All of the records are to be reproduced exactly.

━━━━━ INFORMATION PROVIDED

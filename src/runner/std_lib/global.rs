//! Global functions: parseInt, parseFloat and isNaN.

use crate::runner::context::EvalContext;
use crate::runner::ds::error::JErrorType;
use crate::runner::ds::function_object::NativeFn;
use crate::runner::ds::operations::type_conversion::{to_integer, to_number, to_string};
use crate::runner::ds::realm::Realm;
use crate::runner::ds::value::{JsNumberType, JsValue};

/// Register the global functions with the realm.
pub fn register(realm: &Realm) {
    for (name, arity, f) in [
        ("parseInt", 2, global_parse_int as NativeFn),
        ("parseFloat", 1, global_parse_float as NativeFn),
        ("isNaN", 1, global_is_nan as NativeFn),
    ] {
        realm.define_global(name, JsValue::Object(realm.create_function(name, arity, f)));
    }
    realm.define_global("NaN", JsValue::Number(JsNumberType::NaN));
    realm.define_global("Infinity", JsValue::Number(JsNumberType::PositiveInfinity));
    realm.define_global("undefined", JsValue::Undefined);
}

/// parseInt - Parse the longest integer prefix of the argument's string form.
fn global_parse_int(
    ctx: &mut EvalContext,
    _this: JsValue,
    args: Vec<JsValue>,
) -> Result<JsValue, JErrorType> {
    let input = to_string(ctx, args.first().unwrap_or(&JsValue::Undefined))?;
    let mut s = input.trim_start();

    let negative = s.starts_with('-');
    if negative || s.starts_with('+') {
        s = &s[1..];
    }

    let mut radix = match args.get(1) {
        None | Some(JsValue::Undefined) => 0,
        Some(r) => to_integer(ctx, r)?,
    };
    if radix != 0 && !(2..=36).contains(&radix) {
        return Ok(JsValue::Number(JsNumberType::NaN));
    }
    if radix == 0 || radix == 16 {
        if let Some(rest) = s.strip_prefix("0x").or_else(|| s.strip_prefix("0X")) {
            s = rest;
            radix = 16;
        }
    }
    if radix == 0 {
        radix = 10;
    }

    let digits: String = s
        .chars()
        .take_while(|c| c.is_digit(radix as u32))
        .collect();
    if digits.is_empty() {
        return Ok(JsValue::Number(JsNumberType::NaN));
    }

    let value = match i64::from_str_radix(&digits, radix as u32) {
        Ok(i) => JsNumberType::Integer(if negative { -i } else { i }),
        Err(_) => {
            // Too wide for i64; accumulate as a float.
            let f = digits.chars().fold(0.0f64, |acc, c| {
                acc * radix as f64 + c.to_digit(radix as u32).unwrap_or(0) as f64
            });
            JsNumberType::from_f64(if negative { -f } else { f })
        }
    };
    Ok(JsValue::Number(value))
}

/// parseFloat - Parse the longest decimal literal prefix of the argument's
/// string form.
fn global_parse_float(
    ctx: &mut EvalContext,
    _this: JsValue,
    args: Vec<JsValue>,
) -> Result<JsValue, JErrorType> {
    let input = to_string(ctx, args.first().unwrap_or(&JsValue::Undefined))?;
    let s = input.trim_start();

    for (literal, value) in [
        ("Infinity", JsNumberType::PositiveInfinity),
        ("+Infinity", JsNumberType::PositiveInfinity),
        ("-Infinity", JsNumberType::NegativeInfinity),
    ] {
        if s.starts_with(literal) {
            return Ok(JsValue::Number(value));
        }
    }

    let end = float_prefix_len(s);
    match s[..end].parse::<f64>() {
        Ok(f) => Ok(JsValue::Number(JsNumberType::from_f64(f))),
        Err(_) => Ok(JsValue::Number(JsNumberType::NaN)),
    }
}

/// Byte length of the longest `[+-]digits[.digits][e[+-]digits]` prefix.
fn float_prefix_len(s: &str) -> usize {
    let bytes = s.as_bytes();
    let mut i = 0;
    if matches!(bytes.first(), Some(b'+') | Some(b'-')) {
        i += 1;
    }
    let int_start = i;
    while i < bytes.len() && bytes[i].is_ascii_digit() {
        i += 1;
    }
    let mut mantissa_digits = i - int_start;
    if i < bytes.len() && bytes[i] == b'.' {
        let frac_start = i + 1;
        let mut j = frac_start;
        while j < bytes.len() && bytes[j].is_ascii_digit() {
            j += 1;
        }
        mantissa_digits += j - frac_start;
        if mantissa_digits > 0 {
            i = j;
        }
    }
    if mantissa_digits == 0 {
        return 0;
    }
    if i < bytes.len() && (bytes[i] == b'e' || bytes[i] == b'E') {
        let mut j = i + 1;
        if j < bytes.len() && (bytes[j] == b'+' || bytes[j] == b'-') {
            j += 1;
        }
        let exp_start = j;
        while j < bytes.len() && bytes[j].is_ascii_digit() {
            j += 1;
        }
        if j > exp_start {
            i = j;
        }
    }
    i
}

/// isNaN - Coerces its argument before testing.
fn global_is_nan(
    ctx: &mut EvalContext,
    _this: JsValue,
    args: Vec<JsValue>,
) -> Result<JsValue, JErrorType> {
    let n = to_number(ctx, args.first().unwrap_or(&JsValue::Undefined))?;
    Ok(JsValue::Boolean(matches!(n, JsNumberType::NaN)))
}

━━━━━━━━━━

### EXERCISE RESPONSE
filename src/runner/std_lib/global.rs
//! Global functions: parseInt, parseFloat and isNaN.

use crate::runner::context::EvalContext;
use crate::runner::ds::error::JErrorType;
use crate::runner::ds::function_object::NativeFn;
use crate::runner::ds::operations::type_conversion::{to_integer, to_number, to_string};
use crate::runner::ds::realm::Realm;
use crate::runner::ds::value::{JsNumberType, JsValue};

/// Register the global functions with the realm.
pub fn register(realm: &Realm) {
    for (name, arity, f) in [
        ("parseInt", 2, global_parse_int as NativeFn),
        ("parseFloat", 1, global_parse_float as NativeFn),
        ("isNaN", 1, global_is_nan as NativeFn),
    ] {
        realm.define_global(name, JsValue::Object(realm.create_function(name, arity, f)));
    }
    realm.define_global("NaN", JsValue::Number(JsNumberType::NaN));
    realm.define_global("Infinity", JsValue::Number(JsNumberType::PositiveInfinity));
    realm.define_global("undefined", JsValue::Undefined);
}

/// parseInt - Parse the longest integer prefix of the argument's string form.
fn global_parse_int(
    ctx: &mut EvalContext,
    _this: JsValue,
    args: Vec<JsValue>,
) -> Result<JsValue, JErrorType> {
    let input = to_string(ctx, args.first().unwrap_or(&JsValue::Undefined))?;
    let mut s = input.trim_start();

    let negative = s.starts_with('-');
    if negative || s.starts_with('+') {
        s = &s[1..];
    }

    let mut radix = match args.get(1) {
        None | Some(JsValue::Undefined) => 0,
        Some(r) => to_integer(ctx, r)?,
    };
    if radix != 0 && !(2..=36).contains(&radix) {
        return Ok(JsValue::Number(JsNumberType::NaN));
    }
    if radix == 0 || radix == 16 {
        if let Some(rest) = s.strip_prefix("0x").or_else(|| s.strip_prefix("0X")) {
            s = rest;
            radix = 16;
        }
    }
    if radix == 0 {
        radix = 10;
    }

    let digits: String = s
        .chars()
        .take_while(|c| c.is_digit(radix as u32))
        .collect();
    if digits.is_empty() {
        return Ok(JsValue::Number(JsNumberType::NaN));
    }

    let value = match i64::from_str_radix(&digits, radix as u32) {
        Ok(i) => JsNumberType::Integer(if negative { -i } else { i }),
        Err(_) => {
            // Too wide for i64; accumulate as a float.
            let f = digits.chars().fold(0.0f64, |acc, c| {
                acc * radix as f64 + c.to_digit(radix as u32).unwrap_or(0) as f64
            });
            JsNumberType::from_f64(if negative { -f } else { f })
        }
    };
    Ok(JsValue::Number(value))
}

/// parseFloat - Parse the longest decimal literal prefix of the argument's
/// string form.
fn global_parse_float(
    ctx: &mut EvalContext,
    _this: JsValue,
    args: Vec<JsValue>,
) -> Result<JsValue, JErrorType> {
    let input = to_string(ctx, args.first().unwrap_or(&JsValue::Undefined))?;
    let s = input.trim_start();

    for (literal, value) in [
        ("Infinity", JsNumberType::PositiveInfinity),
        ("+Infinity", JsNumberType::PositiveInfinity),
        ("-Infinity", JsNumberType::NegativeInfinity),
    ] {
        if s.starts_with(literal) {
            return Ok(JsValue::Number(value));
        }
    }

    let end = float_prefix_len(s);
    match s[..end].parse::<f64>() {
        Ok(f) => Ok(JsValue::Number(JsNumberType::from_f64(f))),
        Err(_) => Ok(JsValue::Number(JsNumberType::NaN)),
    }
}

/// Byte length of the longest `[+-]digits[.digits][e[+-]digits]` prefix.
fn float_prefix_len(s: &str) -> usize {
    let bytes = s.as_bytes();
    let mut i = 0;
    if matches!(bytes.first(), Some(b'+') | Some(b'-')) {
        i += 1;
    }
    let int_start = i;
    while i < bytes.len() && bytes[i].is_ascii_digit() {
        i += 1;
    }
    let mut mantissa_digits = i - int_start;
    if i < bytes.len() && bytes[i] == b'.' {
        let frac_start = i + 1;
        let mut j = frac_start;
        while j < bytes.len() && bytes[j].is_ascii_digit() {
            j += 1;
        }
        mantissa_digits += j - frac_start;
        if mantissa_digits > 0 {
            i = j;
        }
    }
    if mantissa_digits == 0 {
        return 0;
    }
    if i < bytes.len() && (bytes[i] == b'e' || bytes[i] == b'E') {
        let mut j = i + 1;
        if j < bytes.len() && (bytes[j] == b'+' || bytes[j] == b'-') {
            j += 1;
        }
        let exp_start = j;
        while j < bytes.len() && bytes[j].is_ascii_digit() {
            j += 1;
        }
        if j > exp_start {
            i = j;
        }
    }
    i
}

/// isNaN - Coerces its argument before testing.
fn global_is_nan(
    ctx: &mut EvalContext,
    _this: JsValue,
    args: Vec<JsValue>,
) -> Result<JsValue, JErrorType> {
    let n = to_number(ctx, args.first().unwrap_or(&JsValue::Undefined))?;
    Ok(JsValue::Boolean(matches!(n, JsNumberType::NaN)))
}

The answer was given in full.